Enforces [rh-pre-commit](https://gitlab.cee.redhat.com/infosec-public/developer-workbench/tools/-/tree/main/rh-pre-commit) configuration in `.pre-commit-config.yaml`. Blocks commits if missing.



### `validate-agents-md` (blocking, pre-push only)

Validates AGENTS.md file exists in git and contains meaningful content (>100 chars). Runs on `git push` to avoid blocking local commits. Based on [agentsmd.net](https://agentsmd.net/) standard.



### `ai-attribution-reminder` (non-blocking)

One-time reminder to use `Assisted-by:` or `Generated-by:` trailers in commit messages for AI-assisted code.



Example:

```

Add authentication feature



Implements JWT-based auth with refresh tokens.



Assisted-by: Claude Code

```



### `check-version` (non-blocking, optional)

Checks for updates once per 24 hours. Commented out by default in baseline config.



## Templates



- `templates/AGENTS.md.template` - Starter template for AI context files

- `templates/gitmessage.txt` - Commit message template with AI attribution reminder



Configure commit template:

```bash

git config commit.template .gitmessage

```



## Important: What to Commit vs.
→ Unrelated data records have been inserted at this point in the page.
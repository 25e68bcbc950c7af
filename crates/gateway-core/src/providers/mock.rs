//! Deterministic local provider
//!
//! The terminal fallback: it needs no credential, performs no I/O and never
//! fails. Output is derived from the request's analysis context when present.

use super::stream::{ProviderStream, StreamPiece};
use crate::analysis::{canned_analysis, generic_analysis};
use crate::error::GatewayResult;
use crate::types::{
    ChatMessage, GenerationOptions, GenerationResult, MessageRole, ProviderKind,
    StructuredContent, TokenUsage,
};
use serde_json::{Map, Value, json};

/// Byte size of streamed pieces; small and odd so multi-byte characters
/// regularly straddle two pieces
const STREAM_PIECE_BYTES: usize = 7;

#[derive(Debug, Clone, Default)]
pub struct MockProvider;

impl MockProvider {
    pub fn new() -> Self {
        Self
    }

    fn respond(&self, messages: &[ChatMessage], options: &GenerationOptions) -> (String, TokenUsage) {
        let prompt = messages
            .iter()
            .rev()
            .find(|m| m.role == MessageRole::User)
            .map(|m| m.content.as_str())
            .unwrap_or_default();
        let text = match &options.analysis {
            Some(context) => canned_analysis(context),
            None => generic_analysis(prompt),
        };
        let full_prompt: String = messages.iter().map(|m| m.content.as_str()).collect();
        let usage = TokenUsage::estimate(&full_prompt, &text);
        (text, usage)
    }

    pub async fn generate_content(
        &self,
        messages: &[ChatMessage],
        options: &GenerationOptions,
    ) -> GatewayResult<GenerationResult> {
        let (text, usage) = self.respond(messages, options);
        Ok(GenerationResult::new(text, usage, ProviderKind::Mock))
    }

    pub async fn generate_content_stream(
        &self,
        messages: &[ChatMessage],
        options: &GenerationOptions,
    ) -> GatewayResult<ProviderStream> {
        let (text, usage) = self.respond(messages, options);
        let mut pieces: Vec<GatewayResult<StreamPiece>> = text
            .as_bytes()
            .chunks(STREAM_PIECE_BYTES)
            .map(|chunk| Ok(StreamPiece::Data(chunk.to_vec())))
            .collect();
        pieces.push(Ok(StreamPiece::Usage(usage)));
        Ok(Box::pin(futures::stream::iter(pieces)))
    }

    /// Fills the schema's shape with the canned analysis
    pub async fn generate_structured_content(
        &self,
        messages: &[ChatMessage],
        schema: &Value,
        options: &GenerationOptions,
    ) -> GatewayResult<StructuredContent> {
        let (text, usage) = self.respond(messages, options);
        let filler = Filler::from_text(&text);
        let value = filler.fill(None, schema);
        Ok(StructuredContent {
            raw_text: value.to_string(),
            value,
            usage,
        })
    }
}

/// Builds a schema-shaped value out of a canned analysis
struct Filler {
    summary: String,
    suggestions: Vec<String>,
}

impl Filler {
    fn from_text(text: &str) -> Self {
        let (summary, rest) = text.split_once("Suggestions:").unwrap_or((text, ""));
        let suggestions = rest
            .lines()
            .filter_map(|line| line.trim().split_once(". "))
            .filter(|(n, _)| !n.is_empty() && n.chars().all(|c| c.is_ascii_digit()))
            .map(|(_, s)| s.to_string())
            .collect();
        Self {
            summary: summary.trim().to_string(),
            suggestions,
        }
    }

    fn fill(&self, name: Option<&str>, schema: &Value) -> Value {
        if let Some(value) = schema.get("const") {
            return value.clone();
        }
        if let Some(first) = schema.get("enum").and_then(|e| e.as_array()?.first()) {
            return first.clone();
        }

        let schema_type = match &schema["type"] {
            Value::String(t) => t.as_str(),
            // first non-null member of a type union
            Value::Array(types) => types
                .iter()
                .filter_map(|t| t.as_str())
                .find(|t| *t != "null")
                .unwrap_or("null"),
            _ if schema.get("properties").is_some() => "object",
            _ => "string",
        };

        match schema_type {
            "object" => {
                let mut map = Map::new();
                if let Some(properties) = schema["properties"].as_object() {
                    for (key, property) in properties {
                        map.insert(key.clone(), self.fill(Some(key), property));
                    }
                }
                Value::Object(map)
            }
            "array" => self.fill_array(name, schema),
            "string" => json!(self.string_for(name)),
            "integer" => json!(schema["minimum"].as_i64().unwrap_or(0)),
            "number" => json!(schema["minimum"].as_f64().unwrap_or(0.0)),
            "boolean" => json!(false),
            _ => Value::Null,
        }
    }

    fn fill_array(&self, name: Option<&str>, schema: &Value) -> Value {
        let items = &schema["items"];
        let min_items = schema["minItems"].as_u64().unwrap_or(0) as usize;
        let max_items = schema["maxItems"].as_u64().map(|m| m as usize);
        let string_items = items["type"] == "string" || items.is_null();

        let mut values: Vec<Value> = if string_items && is_suggestion_field(name) {
            self.suggestions.iter().map(|s| json!(s)).collect()
        } else {
            Vec::new()
        };
        while values.len() < min_items {
            values.push(self.fill(None, items));
        }
        if let Some(max) = max_items {
            values.truncate(max.max(min_items));
        }
        Value::Array(values)
    }

    fn string_for(&self, name: Option<&str>) -> String {
        match name {
            Some(n) if is_suggestion_field(Some(n)) => self.suggestions.join("\n"),
            Some(n) => {
                let n = n.to_lowercase();
                if ["summary", "analysis", "text", "content", "insight", "overview"]
                    .iter()
                    .any(|k| n.contains(k))
                {
                    self.summary.clone()
                } else {
                    String::new()
                }
            }
            None => self.summary.clone(),
        }
    }
}

fn is_suggestion_field(name: Option<&str>) -> bool {
    name.is_some_and(|n| {
        let n = n.to_lowercase();
        n.contains("suggestion") || n.contains("recommendation")
    })
}

#[cfg(test)]
mod tests {
    use super::*;
    use crate::analysis::{AnalysisContext, AnalysisKind};
    use crate::providers::stream::collect_stream;
    use futures::StreamExt;

    fn options_with_context() -> GenerationOptions {
        GenerationOptions {
            analysis: Some(AnalysisContext::new(AnalysisKind::InitialSummary, vec![])),
            ..Default::default()
        }
    }

    #[tokio::test]
    async fn test_initial_summary_without_activities() {
        let result = MockProvider::new()
            .generate_content(&[ChatMessage::user("summarize")], &options_with_context())
            .await
            .unwrap();
        assert!(result.text.contains("No activities recorded yet"));
        assert_eq!(result.provider_used, ProviderKind::Mock);
        assert!(result.usage.completion_tokens > 0);
    }

    #[tokio::test]
    async fn test_stream_reassembles_to_sync_text() {
        let messages = [ChatMessage::user("Résumé of the week — données")];
        let provider = MockProvider::new();
        let sync = provider
            .generate_content(&messages, &GenerationOptions::default())
            .await
            .unwrap();
        let stream = provider
            .generate_content_stream(&messages, &GenerationOptions::default())
            .await
            .unwrap();
        let (text, usage) = collect_stream(stream).await.unwrap();
        assert_eq!(text, sync.text);
        assert_eq!(usage, sync.usage);
    }

    #[tokio::test]
    async fn test_stream_pieces_are_small() {
        let stream = MockProvider::new()
            .generate_content_stream(&[ChatMessage::user("hi")], &GenerationOptions::default())
            .await
            .unwrap();
        let pieces: Vec<_> = stream.collect().await;
        assert!(pieces.len() > 2);
        for piece in &pieces[..pieces.len() - 1] {
            match piece {
                Ok(StreamPiece::Data(bytes)) => assert!(bytes.len() <= STREAM_PIECE_BYTES),
                other => panic!("unexpected piece: {other:?}"),
            }
        }
        assert!(matches!(pieces.last(), Some(Ok(StreamPiece::Usage(_)))));
    }

    #[tokio::test]
    async fn test_structured_output_matches_schema() {
        let schema = json!({
            "type": "object",
            "required": ["summary", "suggestions", "score", "focus"],
            "properties": {
                "summary": {"type": "string"},
                "suggestions": {"type": "array", "items": {"type": "string"}, "minItems": 3},
                "score": {"type": "integer", "minimum": 1, "maximum": 10},
                "focus": {"type": "string", "enum": ["deep", "shallow"]}
            }
        });
        let content = MockProvider::new()
            .generate_structured_content(&[ChatMessage::user("go")], &schema, &options_with_context())
            .await
            .unwrap();

        crate::providers::structured::validate(&content.value, &schema).unwrap();
        assert!(content.value["summary"]
            .as_str()
            .unwrap()
            .contains("No activities recorded yet"));
        assert_eq!(content.value["suggestions"].as_array().unwrap().len(), 3);
        assert_eq!(content.value["score"], 1);
        assert_eq!(content.value["focus"], "deep");
    }
}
Ignore



**DO commit** `.pre-commit-config.yaml` to your repository - this is a repository-wide configuration that ensures all contributors run the same security and quality checks. It should never be added to `.gitignore`.



**DO add to `.gitignore`:** `.gitmessage` - this is a personal workflow file that each developer can customize locally. The quick-setup script generates it automatically for each user.



## Configuration Examples



**Minimal setup (security enforcement only):**

```yaml

repos:

  - repo: https://github.com/openshift-hyperfleet/rh-hooks-ai

    rev: v1.0.0 # Replace with latest tag

    hooks:

      - id: check-rh-precommit

```



**Full AI-ready setup:**

```yaml

repos:

  - repo: https://github.com/openshift-hyperfleet/rh-hooks-ai

    rev: v1.0.0 # Replace with latest tag

    hooks:

      - id: check-rh-precommit

      - id: validate-agents-md

      - id: ai-attribution-reminder

      - id: check-version

```



## Resources



- [Red Hat AI Code Assistants Guidelines](https://source.redhat.com/projects_and_programs/ai/wiki/code_assistants_guidelines_for_responsible_use_of_ai_code_assistants)

- [rh-pre-commit](https://gitlab.cee.redhat.com/infosec-public/developer-workbench/tools/-/tree/main/rh-pre-commit)

- [AGENTS.md Standard](https://agentsmd.net/)

- [pre-commit Framework](https://pre-commit.com/)



## Troubleshooting



### Authentication Issues



**"No module named rh_gitleaks" error?**

- Do NOT use system Python (`python3 -m rh_gitleaks`)

- Copy the full Python path from the error message shown by `pre-commit run --all-files`



**Quick find command** (if error message is unclear):

```bash

# Find rh-gitleaks executable (works on all platforms)

rh_gitleaks=$(find ~/.cache/pre-commit -name "rh-gitleaks" -type f 2>/dev/null | head -1)



# Derive Python path from rh-gitleaks

python_path="$(dirname "$rh_gitleaks")/python"



# Use it to login

"$python_path" -m rh_gitleaks login

```



**Token storage location:** (created automatically after login)



To check if authenticated:

```bash

find ~/.config -name "auth*" -path "*rh*gitleaks*" -type f 2>/dev/null

```

If this returns a file path, you're authenticated.



**Token security:**

- Token is a personal credential tied to your Red Hat account

- Do not share with teammates

- Do not commit to repository

- Each team member needs their own token



### Other Common Issues



**AGENTS.md validation fails?**

- If not using AGENTS.md, comment out `validate-agents-md` in `.pre-commit-config.yaml`

- File must be tracked by git and contain >100 characters



**Need help?**

- Review the complete error message carefully

- Submit an [Issue](https://github.com/openshift-hyperfleet/rh-hooks-ai/issues)

- Include error message and output of `pre-commit --version`



## Contributing



See [CONTRIBUTING.md](CONTRIBUTING.md) for development setup, testing, and release process.